Europa würde Obama wählen

Die Sympathien lagen auf Seiten Barack Obamas. „Obwohl ich inhaltlich eher mit den Republikanern sympathisiere, habe ich Obama gewählt.“, bekannte Jeanne Marie Schwarz, die vor allem John McCains Vize-Präsidentschaftskandidatin Sarah Palin scharf kritisierte. „In Zeiten einer Wirtschaftskrise ausschließlich über Abtreibungsgesetze diskutieren zu wollen, zeugt von einer falschen Prioritätensetzung für Amerikas Politik.“, begründete Schwarz ihre Wahlentscheidung. Die meisten Europäer würden Obama wählen, war sich der Soziologe und Amerika-Kenner Manfred Prisching sicher.

Is he ready to lead?

Prof. Klaus Emmerich warf die Frage auf, ob Obama auch die notwendigen Qualifikationen aufweise, Amerika durch die anstehenden schwierigen Zeiten zu führen. „Die Finanz- und Wirtschaftskrise trifft Amerika mit voller Wucht. Unter diesem Gesichtspunkt wird es der nächste Präsident sehr schwer haben. Obama hat sicher eine hohe rhetorische Begabung und verfügt über viel Charisma, das ist keine Frage, aber ob er eine Supermacht führen kann?“
Prisching wartete mit einem Pro-Argument auf: „Historisch gesehen waren sowohl die Wirtschaftslage als auch die Arbeitslosenrate unter demokratischen Präsidenten immer besser.“ Man müsse der amerikanischen Gesellschaft eine „unglaubliche Stärke und Wandlungsfähigkeit“ zubilligen. „Obama verkörpert den amerikanischen Traum – vom Tellerwäscher zum Millionär, zu Boden gehen und sofort wieder aufstehen. Psychologisch kann das eine große Auswirkung auf die Bevölkerung und damit auf das ganze Land haben.“

Black or white?
Diskutiert wurde selbstverständlich auch die Frage, ob Amerika für den ersten afroamerikanischen Präsidenten bereit sei.

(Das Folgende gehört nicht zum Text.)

//! 视频帧来源 - 解码与句柄释放

use std::collections::VecDeque;
use std::path::{Path, PathBuf};

use log::{debug, info};
use serde::{Deserialize, Serialize};

use super::frame::{Frame, RawFrame};
use crate::core::error::{ScanError, ScanResult};

const FRAME_EXTENSIONS: [&str; 4] = ["jpg", "jpeg", "png", "bmp"];

/// 视频元数据
#[derive(Debug, Clone, PartialEq, Serialize, Deserialize)]
pub struct VideoInfo {
    pub filename: String,
    pub fps: u32,
    pub total_frames: u64,
    pub width: u32,
    pub height: u32,
}

impl VideoInfo {
    pub fn duration_seconds(&self) -> f64 {
        if self.fps == 0 {
            0.0
        } else {
            self.total_frames as f64 / self.fps as f64
        }
    }

    pub fn resolution(&self) -> String {
        format!("{}x{}", self.width, self.height)
    }
}

pub trait VideoSource {
    fn info(&self) -> &VideoInfo;

    /// `Ok(None)` marks end of stream.
    fn next_frame(&mut self) -> ScanResult<Option<Frame>>;
}

enum Pending {
    Decoded(Frame),
    Raw(RawFrame),
}

/// Frames already decoded by the host (or raw I420 planes still to convert).
pub struct MemorySource {
    info: VideoInfo,
    frames: VecDeque<Pending>,
}

impl MemorySource {
    pub fn new(info: VideoInfo, frames: Vec<Frame>) -> Self {
        Self {
            info,
            frames: frames.into_iter().map(Pending::Decoded).collect(),
        }
    }

    pub fn from_raw_frames(info: VideoInfo, frames: Vec<RawFrame>) -> Self {
        Self {
            info,
            frames: frames.into_iter().map(Pending::Raw).collect(),
        }
    }

    /// Uniform grey frames, numbered 1..=count.
    pub fn blank(filename: &str, count: u64, width: u32, height: u32, fps: u32) -> Self {
        let step_ms = 1000 / u64::from(fps.max(1));
        let frames = (1..=count)
            .map(|n| {
                let data = vec![128u8; width as usize * height as usize * 4];
                Frame::new(width, height, data, (n - 1) * step_ms, n)
            })
            .collect();
        let info = VideoInfo {
            filename: filename.to_string(),
            fps,
            total_frames: count,
            width,
            height,
        };
        Self::new(info, frames)
    }
}

impl VideoSource for MemorySource {
    fn info(&self) -> &VideoInfo {
        &self.info
    }

    fn next_frame(&mut self) -> ScanResult<Option<Frame>> {
        match self.frames.pop_front() {
            Some(Pending::Decoded(frame)) => Ok(Some(frame)),
            Some(Pending::Raw(raw)) => raw.to_rgba().map(Some),
            None => Ok(None),
        }
    }
}

/// A directory of extracted still frames, played back in file-name order.
pub struct FrameDirSource {
    info: VideoInfo,
    files: VecDeque<PathBuf>,
    next_number: u64,
}

impl FrameDirSource {
    pub fn open(dir: &Path, fps: u32) -> ScanResult<Self> {
        let open_err = |reason: String| ScanError::VideoOpen {
            path: dir.to_path_buf(),
            reason,
        };

        if !dir.is_dir() {
            return Err(open_err("not a directory".to_string()));
        }

        let mut files: Vec<PathBuf> = std::fs::read_dir(dir)
            .map_err(|e| open_err(e.to_string()))?
            .filter_map(|entry| entry.ok().map(|e| e.path()))
            .filter(|path| path.is_file() && Self::is_frame_file(path))
            .collect();
        files.sort();

        let first = files
            .first()
            .ok_or_else(|| open_err("no frame images found".to_string()))?;
        let (width, height) =
            image::image_dimensions(first).map_err(|e| open_err(e.to_string()))?;

        let filename = dir
            .file_name()
            .map(|n| n.to_string_lossy().into_owned())
            .unwrap_or_default();

        info!(
            "📂 FrameDirSource: {} frames ({}x{}) from {:?}",
            files.len(),
            width,
            height,
            dir
        );

        Ok(Self {
            info: VideoInfo {
                filename,
                fps,
                total_frames: files.len() as u64,
                width,
                height,
            },
            files: files.into(),
            next_number: 1,
        })
    }

    fn is_frame_file(path: &Path) -> bool {
        path.extension()
            .and_then(|ext| ext.to_str())
            .map(|ext| FRAME_EXTENSIONS.contains(&ext.to_ascii_lowercase().as_str()))
            .unwrap_or(false)
    }
}

impl VideoSource for FrameDirSource {
    fn info(&self) -> &VideoInfo {
        &self.info
    }

    fn next_frame(&mut self) -> ScanResult<Option<Frame>> {
        let Some(path) = self.files.pop_front() else {
            return Ok(None);
        };

        let img = image::open(&path)
            .map_err(|e| ScanError::FrameDecode(format!("{:?}: {}", path, e)))?
            .to_rgba8();
        let (width, height) = img.dimensions();

        let number = self.next_number;
        self.next_number += 1;
        let timestamp_ms = (number - 1) * 1000 / u64::from(self.info.fps.max(1));

        Ok(Some(Frame::new(width, height, img.into_raw(), timestamp_ms, number)))
    }
}

/// 视频句柄 - 离开作用域即释放，错误路径同样生效
pub struct VideoHandle<S: VideoSource> {
    source: S,
    frames_read: u64,
}

impl<S: VideoSource> VideoHandle<S> {
    pub fn new(source: S) -> Self {
        let info = source.info();
        info!(
            "🎬 Video opened: {} ({}, {} fps, {} frames)",
            info.filename,
            info.resolution(),
            info.fps,
            info.total_frames
        );
        Self {
            source,
            frames_read: 0,
        }
    }

    pub fn info(&self) -> &VideoInfo {
        self.source.info()
    }

    pub fn read_frame(&mut self) -> ScanResult<Option<Frame>> {
        let frame = self.source.next_frame()?;
        if frame.is_some() {
            self.frames_read += 1;
        }
        Ok(frame)
    }

    pub fn frames_read(&self) -> u64 {
        self.frames_read
    }
}

impl<S: VideoSource> Drop for VideoHandle<S> {
    fn drop(&mut self) {
        info!(
            "🗑️ Video released: {} after {} frames",
            self.source.info().filename,
            self.frames_read
        );
        debug!("video handle dropped");
    }
}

Während Prisching gestand, dies lange bezweifelt zu haben, relativierte Daniel Froats von der US Botschaft in Wien die Wichtigkeit dieser Frage. „Unterschiedliche Nationalitäten, Kulturen und Religionen werden in Amerika viel leichter und schneller akzeptiert als in Europa. Amerikanern ist es egal, ob schwarz oder weiß oder lateinamerikanisch, sie fühlen sich sehr schnell und vor allem als Amerikaner. Viel wichtiger als die Frage der Hautfarbe ist bei dieser Wahl die Frage nach den Inhalten. Gerade in Zeiten der Wirtschaftskrise sind die sehr unterschiedlichen Standpunkte beider Kandidaten in der Fragen der Wirtschafts- und Finanzpolitik viel entscheidender für den Ausgang der Wahl, als die Frage nach der Hautfarbe.“

Yes, we can!
Bereits wenige Stunden nach der Diskussion wurden viele der aufgeworfenen Fragen vom amerikanischen Wähler beantwortet. Bekanntlich ist Amerika sowohl bereit für einen afroamerikanischen Präsidenten, als auch für Obamas Wirtschaftsprogramm, das unter anderem eine teilweise Rücknahme der von Präsident Bush durchgeführten Steuerkürzungen vorsieht. Was Obama wirklich kann, wird die Welt ab 20. Jänner 2009 sehen. Dann wird Barack Obama als 44. Präsident der USA angelobt.